◆ DESCRIPTION OF THE TASK: For each line of the data below that contains "push", return that line.

Source data:
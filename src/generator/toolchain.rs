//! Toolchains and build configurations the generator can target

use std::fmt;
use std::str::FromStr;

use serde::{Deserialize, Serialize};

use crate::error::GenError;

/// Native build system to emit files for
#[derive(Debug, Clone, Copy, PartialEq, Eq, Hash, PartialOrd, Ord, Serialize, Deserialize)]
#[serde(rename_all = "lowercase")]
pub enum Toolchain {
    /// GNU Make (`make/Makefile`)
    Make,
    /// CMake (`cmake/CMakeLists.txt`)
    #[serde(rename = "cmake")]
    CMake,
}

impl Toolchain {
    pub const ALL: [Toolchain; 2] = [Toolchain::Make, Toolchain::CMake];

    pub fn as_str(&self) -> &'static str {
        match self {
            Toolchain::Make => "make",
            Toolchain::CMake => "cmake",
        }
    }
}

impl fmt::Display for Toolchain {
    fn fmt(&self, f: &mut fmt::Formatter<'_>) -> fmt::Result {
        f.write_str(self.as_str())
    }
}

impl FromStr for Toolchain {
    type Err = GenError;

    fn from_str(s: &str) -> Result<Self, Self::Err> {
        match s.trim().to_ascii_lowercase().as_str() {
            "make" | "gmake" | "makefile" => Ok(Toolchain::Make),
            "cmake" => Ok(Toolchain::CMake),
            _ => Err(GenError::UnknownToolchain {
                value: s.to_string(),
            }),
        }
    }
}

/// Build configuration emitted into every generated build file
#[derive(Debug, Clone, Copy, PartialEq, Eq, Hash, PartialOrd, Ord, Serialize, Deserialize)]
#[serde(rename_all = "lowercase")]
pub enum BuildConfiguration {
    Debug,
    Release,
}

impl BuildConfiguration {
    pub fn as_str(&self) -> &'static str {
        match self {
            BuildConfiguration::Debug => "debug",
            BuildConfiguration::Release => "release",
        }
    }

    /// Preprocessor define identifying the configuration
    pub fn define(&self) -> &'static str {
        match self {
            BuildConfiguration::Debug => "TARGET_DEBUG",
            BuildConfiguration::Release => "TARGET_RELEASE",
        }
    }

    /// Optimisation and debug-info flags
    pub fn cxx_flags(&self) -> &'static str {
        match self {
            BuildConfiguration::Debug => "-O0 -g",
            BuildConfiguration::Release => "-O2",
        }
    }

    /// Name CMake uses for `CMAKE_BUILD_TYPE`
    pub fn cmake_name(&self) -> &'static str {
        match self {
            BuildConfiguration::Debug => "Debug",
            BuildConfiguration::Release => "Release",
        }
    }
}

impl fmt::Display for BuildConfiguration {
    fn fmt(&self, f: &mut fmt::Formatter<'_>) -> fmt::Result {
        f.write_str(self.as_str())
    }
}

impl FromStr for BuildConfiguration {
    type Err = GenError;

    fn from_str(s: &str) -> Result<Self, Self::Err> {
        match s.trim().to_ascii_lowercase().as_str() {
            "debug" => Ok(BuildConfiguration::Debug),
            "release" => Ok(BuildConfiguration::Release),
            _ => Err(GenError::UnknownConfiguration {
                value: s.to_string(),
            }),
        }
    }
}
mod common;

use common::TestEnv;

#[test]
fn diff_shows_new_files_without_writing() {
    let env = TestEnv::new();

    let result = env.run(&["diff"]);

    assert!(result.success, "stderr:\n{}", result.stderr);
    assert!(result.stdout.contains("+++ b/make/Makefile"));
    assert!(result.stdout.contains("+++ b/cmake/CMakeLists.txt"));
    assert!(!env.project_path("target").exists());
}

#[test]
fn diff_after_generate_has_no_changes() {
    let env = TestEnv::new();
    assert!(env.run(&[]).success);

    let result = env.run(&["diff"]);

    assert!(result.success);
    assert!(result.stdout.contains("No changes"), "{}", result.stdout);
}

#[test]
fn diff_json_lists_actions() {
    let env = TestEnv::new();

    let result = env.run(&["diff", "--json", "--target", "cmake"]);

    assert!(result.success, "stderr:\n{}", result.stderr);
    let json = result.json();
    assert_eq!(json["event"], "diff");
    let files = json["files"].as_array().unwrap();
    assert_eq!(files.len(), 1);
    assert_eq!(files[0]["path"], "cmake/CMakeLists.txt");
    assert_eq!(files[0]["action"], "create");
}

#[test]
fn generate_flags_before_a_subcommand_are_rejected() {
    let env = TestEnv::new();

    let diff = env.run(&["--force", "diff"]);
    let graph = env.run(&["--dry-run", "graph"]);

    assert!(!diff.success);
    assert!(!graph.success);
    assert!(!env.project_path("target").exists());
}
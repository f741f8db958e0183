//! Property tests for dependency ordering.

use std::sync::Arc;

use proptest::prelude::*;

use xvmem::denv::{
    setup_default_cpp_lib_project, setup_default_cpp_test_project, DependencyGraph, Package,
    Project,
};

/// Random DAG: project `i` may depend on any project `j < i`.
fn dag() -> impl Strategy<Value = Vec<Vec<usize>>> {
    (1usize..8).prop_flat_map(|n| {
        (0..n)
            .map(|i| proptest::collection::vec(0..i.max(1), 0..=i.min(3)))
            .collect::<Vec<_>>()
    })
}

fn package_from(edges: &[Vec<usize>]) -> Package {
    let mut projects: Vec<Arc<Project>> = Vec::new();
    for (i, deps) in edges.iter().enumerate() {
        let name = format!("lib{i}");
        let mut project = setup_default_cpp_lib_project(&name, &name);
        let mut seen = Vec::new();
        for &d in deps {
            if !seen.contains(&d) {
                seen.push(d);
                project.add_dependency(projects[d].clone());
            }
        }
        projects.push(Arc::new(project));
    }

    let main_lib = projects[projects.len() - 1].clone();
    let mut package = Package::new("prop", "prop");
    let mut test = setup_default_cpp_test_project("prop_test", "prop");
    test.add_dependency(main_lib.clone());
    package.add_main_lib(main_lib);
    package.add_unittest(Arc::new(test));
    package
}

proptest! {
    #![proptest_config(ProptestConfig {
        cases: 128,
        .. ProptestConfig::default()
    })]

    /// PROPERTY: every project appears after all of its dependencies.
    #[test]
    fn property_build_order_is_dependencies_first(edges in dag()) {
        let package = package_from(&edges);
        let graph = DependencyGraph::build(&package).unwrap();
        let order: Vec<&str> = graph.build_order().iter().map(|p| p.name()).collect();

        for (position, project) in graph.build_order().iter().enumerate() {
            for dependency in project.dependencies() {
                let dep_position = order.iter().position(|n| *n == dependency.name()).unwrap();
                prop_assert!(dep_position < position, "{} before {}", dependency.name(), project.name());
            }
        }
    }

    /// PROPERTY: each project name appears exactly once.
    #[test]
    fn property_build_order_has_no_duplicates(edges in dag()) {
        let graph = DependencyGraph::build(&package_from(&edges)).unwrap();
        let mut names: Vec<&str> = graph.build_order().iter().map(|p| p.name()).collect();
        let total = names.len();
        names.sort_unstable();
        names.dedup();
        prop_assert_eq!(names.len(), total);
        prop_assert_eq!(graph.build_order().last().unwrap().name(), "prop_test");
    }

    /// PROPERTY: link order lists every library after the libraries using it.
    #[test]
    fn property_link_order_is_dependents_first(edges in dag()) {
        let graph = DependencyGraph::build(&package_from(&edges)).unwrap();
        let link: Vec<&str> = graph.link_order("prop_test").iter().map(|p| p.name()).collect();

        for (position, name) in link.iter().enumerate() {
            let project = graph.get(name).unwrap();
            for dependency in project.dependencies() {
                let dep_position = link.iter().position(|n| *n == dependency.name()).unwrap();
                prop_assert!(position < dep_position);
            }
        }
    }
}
==
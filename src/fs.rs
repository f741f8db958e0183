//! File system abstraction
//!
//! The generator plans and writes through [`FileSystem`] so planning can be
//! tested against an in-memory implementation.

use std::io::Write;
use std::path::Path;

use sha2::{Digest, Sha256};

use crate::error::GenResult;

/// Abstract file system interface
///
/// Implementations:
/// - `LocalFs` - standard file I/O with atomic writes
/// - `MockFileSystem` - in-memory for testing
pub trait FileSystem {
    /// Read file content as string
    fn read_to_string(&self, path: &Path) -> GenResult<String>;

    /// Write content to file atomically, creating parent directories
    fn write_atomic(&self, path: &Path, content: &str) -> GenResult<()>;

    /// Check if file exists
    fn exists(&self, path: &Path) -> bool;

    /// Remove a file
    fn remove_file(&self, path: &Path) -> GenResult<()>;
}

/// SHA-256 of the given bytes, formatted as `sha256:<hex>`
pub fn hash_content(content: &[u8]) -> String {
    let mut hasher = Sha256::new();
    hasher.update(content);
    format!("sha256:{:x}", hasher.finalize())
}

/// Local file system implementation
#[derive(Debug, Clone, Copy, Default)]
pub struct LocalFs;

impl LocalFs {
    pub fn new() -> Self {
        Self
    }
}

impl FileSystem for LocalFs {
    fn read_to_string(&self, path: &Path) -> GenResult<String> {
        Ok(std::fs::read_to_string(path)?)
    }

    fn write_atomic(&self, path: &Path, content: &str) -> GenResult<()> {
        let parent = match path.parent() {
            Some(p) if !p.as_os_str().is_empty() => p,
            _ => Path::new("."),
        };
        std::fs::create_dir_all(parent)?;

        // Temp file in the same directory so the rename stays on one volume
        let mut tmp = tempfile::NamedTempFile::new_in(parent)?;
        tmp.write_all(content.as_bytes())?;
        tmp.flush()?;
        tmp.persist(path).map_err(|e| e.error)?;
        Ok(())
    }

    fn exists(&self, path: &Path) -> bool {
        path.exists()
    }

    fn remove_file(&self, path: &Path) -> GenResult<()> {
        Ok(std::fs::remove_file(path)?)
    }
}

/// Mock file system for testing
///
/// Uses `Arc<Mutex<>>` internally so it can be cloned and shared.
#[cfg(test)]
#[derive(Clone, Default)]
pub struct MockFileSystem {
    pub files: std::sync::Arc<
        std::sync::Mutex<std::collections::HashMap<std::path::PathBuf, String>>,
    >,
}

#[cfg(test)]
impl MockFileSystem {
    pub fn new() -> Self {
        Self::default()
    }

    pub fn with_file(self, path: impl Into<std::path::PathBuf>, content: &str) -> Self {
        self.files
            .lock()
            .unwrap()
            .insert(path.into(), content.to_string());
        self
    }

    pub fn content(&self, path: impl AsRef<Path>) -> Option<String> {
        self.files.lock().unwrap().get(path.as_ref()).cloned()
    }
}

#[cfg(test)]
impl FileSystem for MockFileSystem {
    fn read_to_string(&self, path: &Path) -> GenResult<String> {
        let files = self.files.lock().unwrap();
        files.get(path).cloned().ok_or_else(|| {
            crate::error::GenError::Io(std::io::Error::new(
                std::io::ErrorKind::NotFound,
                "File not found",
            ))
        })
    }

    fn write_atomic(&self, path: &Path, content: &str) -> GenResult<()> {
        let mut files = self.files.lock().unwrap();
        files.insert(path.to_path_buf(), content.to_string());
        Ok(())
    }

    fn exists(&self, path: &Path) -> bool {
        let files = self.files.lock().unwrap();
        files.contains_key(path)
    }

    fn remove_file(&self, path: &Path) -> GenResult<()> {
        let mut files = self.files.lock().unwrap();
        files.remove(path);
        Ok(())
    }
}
==
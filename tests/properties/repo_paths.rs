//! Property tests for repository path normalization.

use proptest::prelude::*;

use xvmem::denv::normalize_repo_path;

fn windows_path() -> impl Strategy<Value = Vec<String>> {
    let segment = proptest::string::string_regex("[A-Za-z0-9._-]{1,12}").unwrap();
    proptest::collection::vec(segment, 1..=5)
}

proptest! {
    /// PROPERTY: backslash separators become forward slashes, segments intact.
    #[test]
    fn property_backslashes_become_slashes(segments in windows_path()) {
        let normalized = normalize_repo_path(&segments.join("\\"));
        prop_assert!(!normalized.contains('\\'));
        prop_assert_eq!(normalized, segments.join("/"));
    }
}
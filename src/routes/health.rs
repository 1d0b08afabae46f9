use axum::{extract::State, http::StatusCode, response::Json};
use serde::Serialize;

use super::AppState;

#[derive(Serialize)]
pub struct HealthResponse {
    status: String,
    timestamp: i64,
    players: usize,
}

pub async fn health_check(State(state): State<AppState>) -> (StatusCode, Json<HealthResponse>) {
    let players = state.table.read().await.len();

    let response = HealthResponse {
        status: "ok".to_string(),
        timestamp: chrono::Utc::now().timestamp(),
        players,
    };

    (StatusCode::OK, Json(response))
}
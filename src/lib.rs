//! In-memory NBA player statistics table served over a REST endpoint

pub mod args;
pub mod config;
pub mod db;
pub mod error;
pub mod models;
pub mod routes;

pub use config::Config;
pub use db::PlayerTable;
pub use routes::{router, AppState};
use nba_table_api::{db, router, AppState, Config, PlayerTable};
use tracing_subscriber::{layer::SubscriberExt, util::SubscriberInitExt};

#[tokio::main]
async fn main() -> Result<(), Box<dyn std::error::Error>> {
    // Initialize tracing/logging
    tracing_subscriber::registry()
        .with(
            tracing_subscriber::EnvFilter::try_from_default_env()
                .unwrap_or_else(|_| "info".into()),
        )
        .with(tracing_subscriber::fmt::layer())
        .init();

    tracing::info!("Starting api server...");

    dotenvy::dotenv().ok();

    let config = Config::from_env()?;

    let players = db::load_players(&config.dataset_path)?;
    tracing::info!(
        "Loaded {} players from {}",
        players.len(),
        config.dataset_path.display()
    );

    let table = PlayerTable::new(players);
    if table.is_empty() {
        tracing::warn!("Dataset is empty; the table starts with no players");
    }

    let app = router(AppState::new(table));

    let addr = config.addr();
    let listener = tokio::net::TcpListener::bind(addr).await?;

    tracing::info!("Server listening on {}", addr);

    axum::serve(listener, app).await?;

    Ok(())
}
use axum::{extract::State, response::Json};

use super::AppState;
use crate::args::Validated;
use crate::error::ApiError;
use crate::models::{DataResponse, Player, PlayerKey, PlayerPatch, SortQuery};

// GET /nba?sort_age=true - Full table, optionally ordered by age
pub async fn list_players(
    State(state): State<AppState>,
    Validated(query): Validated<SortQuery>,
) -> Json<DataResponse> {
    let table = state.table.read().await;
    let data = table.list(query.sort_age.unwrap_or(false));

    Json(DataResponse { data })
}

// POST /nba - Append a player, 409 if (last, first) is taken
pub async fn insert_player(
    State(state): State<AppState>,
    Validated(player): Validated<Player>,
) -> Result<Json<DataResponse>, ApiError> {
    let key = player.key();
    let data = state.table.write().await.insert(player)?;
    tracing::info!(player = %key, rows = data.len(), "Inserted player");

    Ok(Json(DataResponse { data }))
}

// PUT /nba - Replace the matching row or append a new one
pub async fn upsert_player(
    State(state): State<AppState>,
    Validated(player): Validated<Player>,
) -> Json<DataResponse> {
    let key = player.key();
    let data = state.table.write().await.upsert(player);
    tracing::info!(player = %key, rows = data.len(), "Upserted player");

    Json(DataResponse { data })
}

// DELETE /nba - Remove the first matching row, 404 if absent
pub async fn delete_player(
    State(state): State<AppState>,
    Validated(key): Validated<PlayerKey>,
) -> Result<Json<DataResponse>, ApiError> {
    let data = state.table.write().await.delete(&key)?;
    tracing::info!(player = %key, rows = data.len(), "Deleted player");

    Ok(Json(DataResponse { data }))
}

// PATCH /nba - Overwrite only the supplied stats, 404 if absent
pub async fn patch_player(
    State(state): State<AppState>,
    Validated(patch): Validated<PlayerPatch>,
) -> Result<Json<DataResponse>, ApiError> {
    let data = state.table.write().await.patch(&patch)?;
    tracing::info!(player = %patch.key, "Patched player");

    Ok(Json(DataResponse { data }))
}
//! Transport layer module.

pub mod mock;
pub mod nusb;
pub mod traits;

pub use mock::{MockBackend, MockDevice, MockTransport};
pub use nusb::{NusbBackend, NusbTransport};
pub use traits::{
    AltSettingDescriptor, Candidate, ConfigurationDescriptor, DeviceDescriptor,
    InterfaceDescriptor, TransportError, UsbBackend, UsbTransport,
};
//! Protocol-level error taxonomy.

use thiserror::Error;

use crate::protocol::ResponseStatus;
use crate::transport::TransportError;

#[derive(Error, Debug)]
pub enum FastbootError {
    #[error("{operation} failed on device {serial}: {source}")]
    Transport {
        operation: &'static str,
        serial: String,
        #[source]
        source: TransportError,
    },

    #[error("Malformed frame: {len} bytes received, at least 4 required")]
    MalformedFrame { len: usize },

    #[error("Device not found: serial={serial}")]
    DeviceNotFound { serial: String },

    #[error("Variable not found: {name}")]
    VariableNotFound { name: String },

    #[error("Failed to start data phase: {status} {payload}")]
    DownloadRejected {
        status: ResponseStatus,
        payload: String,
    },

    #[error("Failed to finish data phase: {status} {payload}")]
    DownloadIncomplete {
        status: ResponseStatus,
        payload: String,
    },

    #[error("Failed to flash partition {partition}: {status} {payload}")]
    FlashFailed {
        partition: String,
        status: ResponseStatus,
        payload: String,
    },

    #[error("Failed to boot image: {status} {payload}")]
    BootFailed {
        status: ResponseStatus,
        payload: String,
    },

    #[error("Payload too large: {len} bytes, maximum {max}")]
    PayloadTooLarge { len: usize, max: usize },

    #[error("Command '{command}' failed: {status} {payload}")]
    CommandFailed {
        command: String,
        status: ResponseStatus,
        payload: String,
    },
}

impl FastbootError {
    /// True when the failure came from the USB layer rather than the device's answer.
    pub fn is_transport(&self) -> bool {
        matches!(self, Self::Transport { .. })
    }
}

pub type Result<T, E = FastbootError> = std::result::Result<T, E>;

◆ SOLUTION TO THE PROBLEM:
                seen.push(d);
        projects.push(Arc::new(project));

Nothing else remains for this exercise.